Perhaps it's better if I back up a bit. To make green tea you must first stop oxidation. Oxidation, the chemical process that changes tea leaves brown (it does this to your bitten apples too) also changes the flavour. Enzymes react with oxygen and a whole bunch of things convert and change within the leaves. By applying heat, one can kill the enzymes and stop the reaction. Typically in Japan, this heat source is steam. Elsewhere the heat source is a hot pan or wok. So imagine my surprise when I was taken to the town community center and was instructed to help in the setup of propane-fueled heaters. Why do the Japanese use propane barrels inside buildings? Probably the same reason they renovate building in sandals. I have no idea and just assume everyone is a daredevil, chancing death to get the next cup of tea. I love it.
So, we've established that pan-fired teas in Japan are a rare thing. In fact, only a few places are really known for it and they include the Saga and Kumamoto prefectures on the southern island of Kyushu. OIther prefectures may practice pan-firing their teas and I'll be honest and admit I never received clarification as to why we were doing such a thing in Kyoto. My guess is that it was simpler to set up and safer than boiling water. But again.....propane barrels in an enclosed space would raise all kinds of hell over here in Canada. I suppose you just take the lesser of two evils and enjoy the tea as much as you can.
Now kamairicha (釜炒り茶) translates to pan-fried tea. A kama is an iron pot after all, and cha simply means tea.

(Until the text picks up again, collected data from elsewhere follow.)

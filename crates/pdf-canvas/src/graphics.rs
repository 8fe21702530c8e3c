//! Content-stream operator generation

use crate::{Align, Color};

/// Context for rendering text
pub struct TextRenderContext {
    /// PDF font resource name (e.g., "F1")
    pub font_name: String,
    /// Font size in points
    pub font_size: f32,
    /// Text width in points (for alignment)
    pub text_width: f64,
    /// Text color (RGB)
    pub color: Color,
}

/// How a rectangle is painted
#[derive(Debug, Clone, Copy, PartialEq)]
pub struct RectPaint {
    /// Interior fill color
    pub fill: Option<Color>,
    /// Border color and line width
    pub stroke: Option<(Color, f64)>,
}

impl RectPaint {
    pub fn fill(color: Color) -> Self {
        Self {
            fill: Some(color),
            stroke: None,
        }
    }

    pub fn stroke(color: Color, width: f64) -> Self {
        Self {
            fill: None,
            stroke: Some((color, width)),
        }
    }

    pub fn fill_and_stroke(fill: Color, stroke: Color, width: f64) -> Self {
        Self {
            fill: Some(fill),
            stroke: Some((stroke, width)),
        }
    }
}

fn fmt(v: f64) -> String {
    // Two decimals is plenty for point coordinates and keeps streams stable
    let s = format!("{v:.2}");
    s.trim_end_matches('0').trim_end_matches('.').to_string()
}

fn fmt_color(c: Color) -> String {
    format!("{} {} {}", c.r, c.g, c.b)
}

/// Generate PDF operators for text insertion
///
/// Creates the proper PDF text operators (BT, Tf, Td, Tj, ET) to render text
/// at a specific position with alignment support.
///
/// # Arguments
/// * `text_hex` - Hex-encoded text (e.g., "<0041004200>")
/// * `x` - X coordinate in points (PDF coordinates, from left)
/// * `y` - Y coordinate in points (PDF coordinates, from bottom)
/// * `align` - Text alignment
/// * `ctx` - Text rendering context
pub fn generate_text_operators(
    text_hex: &str,
    x: f64,
    y: f64,
    align: Align,
    ctx: &TextRenderContext,
) -> Vec<u8> {
    let x_offset = match align {
        Align::Left => 0.0,
        Align::Center => -ctx.text_width / 2.0,
        Align::Right => -ctx.text_width,
    };
    let final_x = x + x_offset;

    let mut ops = String::new();
    ops.push_str("BT\n");
    ops.push_str(&format!("{} rg\n", fmt_color(ctx.color)));
    ops.push_str(&format!("/{} {} Tf\n", ctx.font_name, ctx.font_size));
    ops.push_str(&format!("{} {} Td\n", fmt(final_x), fmt(y)));
    ops.push_str(&format!("{text_hex} Tj\n"));
    ops.push_str("ET\n");

    ops.into_bytes()
}

/// Generate operators for a rectangle
///
/// # Arguments
/// * `x`, `y` - Lower-left corner in PDF coordinates (from bottom)
/// * `width`, `height` - Rectangle size in points
/// * `paint` - Fill and/or stroke specification
pub fn generate_rect_operators(
    x: f64,
    y: f64,
    width: f64,
    height: f64,
    paint: RectPaint,
) -> Vec<u8> {
    let mut ops = String::from("q\n");

    if let Some(fill) = paint.fill {
        ops.push_str(&format!("{} rg\n", fmt_color(fill)));
    }
    if let Some((stroke, line_width)) = paint.stroke {
        ops.push_str(&format!("{} RG\n", fmt_color(stroke)));
        ops.push_str(&format!("{} w\n", fmt(line_width)));
    }

    ops.push_str(&format!(
        "{} {} {} {} re\n",
        fmt(x),
        fmt(y),
        fmt(width),
        fmt(height)
    ));

    let op = match (paint.fill.is_some(), paint.stroke.is_some()) {
        (true, true) => "B",
        (true, false) => "f",
        (false, true) => "S",
        (false, false) => "n",
    };
    ops.push_str(op);
    ops.push_str("\nQ\n");

    ops.into_bytes()
}

/// Generate operators for a straight line
///
/// Coordinates are PDF coordinates (origin bottom-left).
pub fn generate_line_operators(
    x1: f64,
    y1: f64,
    x2: f64,
    y2: f64,
    color: Color,
    line_width: f64,
) -> Vec<u8> {
    format!(
        "q\n{} RG\n{} w\n{} {} m\n{} {} l\nS\nQ\n",
        fmt_color(color),
        fmt(line_width),
        fmt(x1),
        fmt(y1),
        fmt(x2),
        fmt(y2)
    )
    .into_bytes()
}

/// Generate operators to draw an image XObject at position
///
/// # Arguments
/// * `image_name` - Image resource name (e.g., "Im1")
/// * `x`, `y` - Lower-left corner in PDF coordinates (from bottom)
/// * `width`, `height` - Display size in points
pub fn generate_image_operators(
    image_name: &str,
    x: f64,
    y: f64,
    width: f64,
    height: f64,
) -> Vec<u8> {
    format!(
        "q\n{} 0 0 {} {} {} cm\n/{image_name} Do\nQ\n",
        fmt(width),
        fmt(height),
        fmt(x),
        fmt(y)
    )
    .into_bytes()
}

#[cfg(test)]
mod tests {
    use super::*;

    fn ctx(width: f64) -> TextRenderContext {
        TextRenderContext {
            font_name: "F1".to_string(),
            font_size: 12.0,
            text_width: width,
            color: Color::black(),
        }
    }

    #[test]
    fn test_text_operators_left() {
        let ops = generate_text_operators("<0041>", 100.0, 700.0, Align::Left, &ctx(100.0));
        let ops_str = String::from_utf8(ops).unwrap();

        assert!(ops_str.contains("BT"));
        assert!(ops_str.contains("/F1 12 Tf"));
        assert!(ops_str.contains("100 700 Td"));
        assert!(ops_str.contains("<0041> Tj"));
        assert!(ops_str.contains("ET"));
    }

    #[test]
    fn test_text_operators_center() {
        let ops = generate_text_operators("<0041>", 200.0, 600.0, Align::Center, &ctx(100.0));
        let ops_str = String::from_utf8(ops).unwrap();
        assert!(ops_str.contains("150 600 Td")); // 200 - 50
    }

    #[test]
    fn test_text_operators_right() {
        let ops = generate_text_operators("<0041>", 300.0, 500.0, Align::Right, &ctx(80.0));
        let ops_str = String::from_utf8(ops).unwrap();
        assert!(ops_str.contains("220 500 Td")); // 300 - 80
    }

    #[test]
    fn test_text_operators_color() {
        let mut c = ctx(0.0);
        c.color = Color::rgb(1.0, 0.0, 0.0);
        let ops = generate_text_operators("<0041>", 0.0, 0.0, Align::Left, &c);
        let ops_str = String::from_utf8(ops).unwrap();
        assert!(ops_str.contains("1 0 0 rg"));
    }

    #[test]
    fn test_rect_fill() {
        let ops = generate_rect_operators(10.0, 20.0, 100.0, 50.0, RectPaint::fill(Color::white()));
        let ops_str = String::from_utf8(ops).unwrap();

        assert!(ops_str.contains("1 1 1 rg"));
        assert!(ops_str.contains("10 20 100 50 re"));
        assert!(ops_str.contains("f\n"));
        assert!(!ops_str.contains("RG"));
    }

    #[test]
    fn test_rect_stroke() {
        let ops =
            generate_rect_operators(0.0, 0.0, 10.0, 10.0, RectPaint::stroke(Color::black(), 2.0));
        let ops_str = String::from_utf8(ops).unwrap();

        assert!(ops_str.contains("0 0 0 RG"));
        assert!(ops_str.contains("2 w"));
        assert!(ops_str.contains("S\n"));
    }

    #[test]
    fn test_rect_fill_and_stroke() {
        let ops = generate_rect_operators(
            0.0,
            0.0,
            10.0,
            10.0,
            RectPaint::fill_and_stroke(Color::white(), Color::black(), 1.0),
        );
        let ops_str = String::from_utf8(ops).unwrap();
        assert!(ops_str.contains("B\n"));
    }

    #[test]
    fn test_line_operators() {
        let ops = generate_line_operators(56.69, 70.0, 538.58, 70.0, Color::black(), 1.0);
        let ops_str = String::from_utf8(ops).unwrap();

        assert!(ops_str.contains("56.69 70 m"));
        assert!(ops_str.contains("538.58 70 l"));
        assert!(ops_str.contains("S"));
    }

    #[test]
    fn test_image_operators() {
        let ops = generate_image_operators("Im1", 100.0, 200.0, 50.0, 75.0);
        let ops_str = String::from_utf8(ops).unwrap();

        assert!(ops_str.contains("50 0 0 75 100 200 cm"));
        assert!(ops_str.contains("/Im1 Do"));
    }

    #[test]
    fn test_coordinate_formatting_is_stable() {
        // Long fractions are cut to two decimals so repeated renders emit
        // identical streams.
        let ops = generate_line_operators(56.692913, 0.0, 0.0, 0.0, Color::black(), 1.0);
        let ops_str = String::from_utf8(ops).unwrap();
        assert!(ops_str.contains("56.69 0 m"));
    }
}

What is interesting, and will make you sound great at a party, is that kamairicha has two forms. There is kamairicha tamaryukucha (釜炒り玉緑茶) and kamanobicha (釜伸び茶). The first is a pan-fried green tea that has curly leaves and the second is one that has straight leaves. To make the leaves straight (read: needle-like) one has to hand manipulate them or have the leaves undergo further mechanical processing. Durig the event we made the former, it's much easier.
I'm unaware of why Japan moved to a steaming method while the rest of the tea making world continued with a pan-frying method. My guess is that they preferred the taste or someone famous recommended farmers do so, or perhaps it just saved energy and time while cooking. That's a tidbit of history I'd love to sip on, but perhaps another time.
This event started with hand picking teas early in the day and had us move into the community center where we began to roll the leaves within weaved baskets. This rolling brought out the juices, mixed the compounds, and allowed the teas to develop in flavour. What I'm unaware of (this seems to be a trend when you don't speak the language and write blogs four years later) is why we rolled the leaves before frying them. I believe it was to draw out flavour in the leaf. When steaming the leaves all the rolling was conducted after the steaming. Here it was before the firing. My thoughts now recall that steamed leaves are much more malleable while pan-fried ones are stiff and rigid. The tea world gets ever more fascinating the more we learn about it.
Of course, we couldn't pan-fry the leaves without literally frying the leaves. Would you believe that you can deep fry tea leaves? It's a thing and it's kinda delicious. You don't taste the leaves much, but the batter is sure tasty.
At the end of the day, the group had successfully hand made kamairicha tamaryukucha. How did it taste? A little nutty with hints of vegetalness. I don't imagine we became masters that day but what we did have was a lot of fun. And isn't that what playing with fire is supposed to be?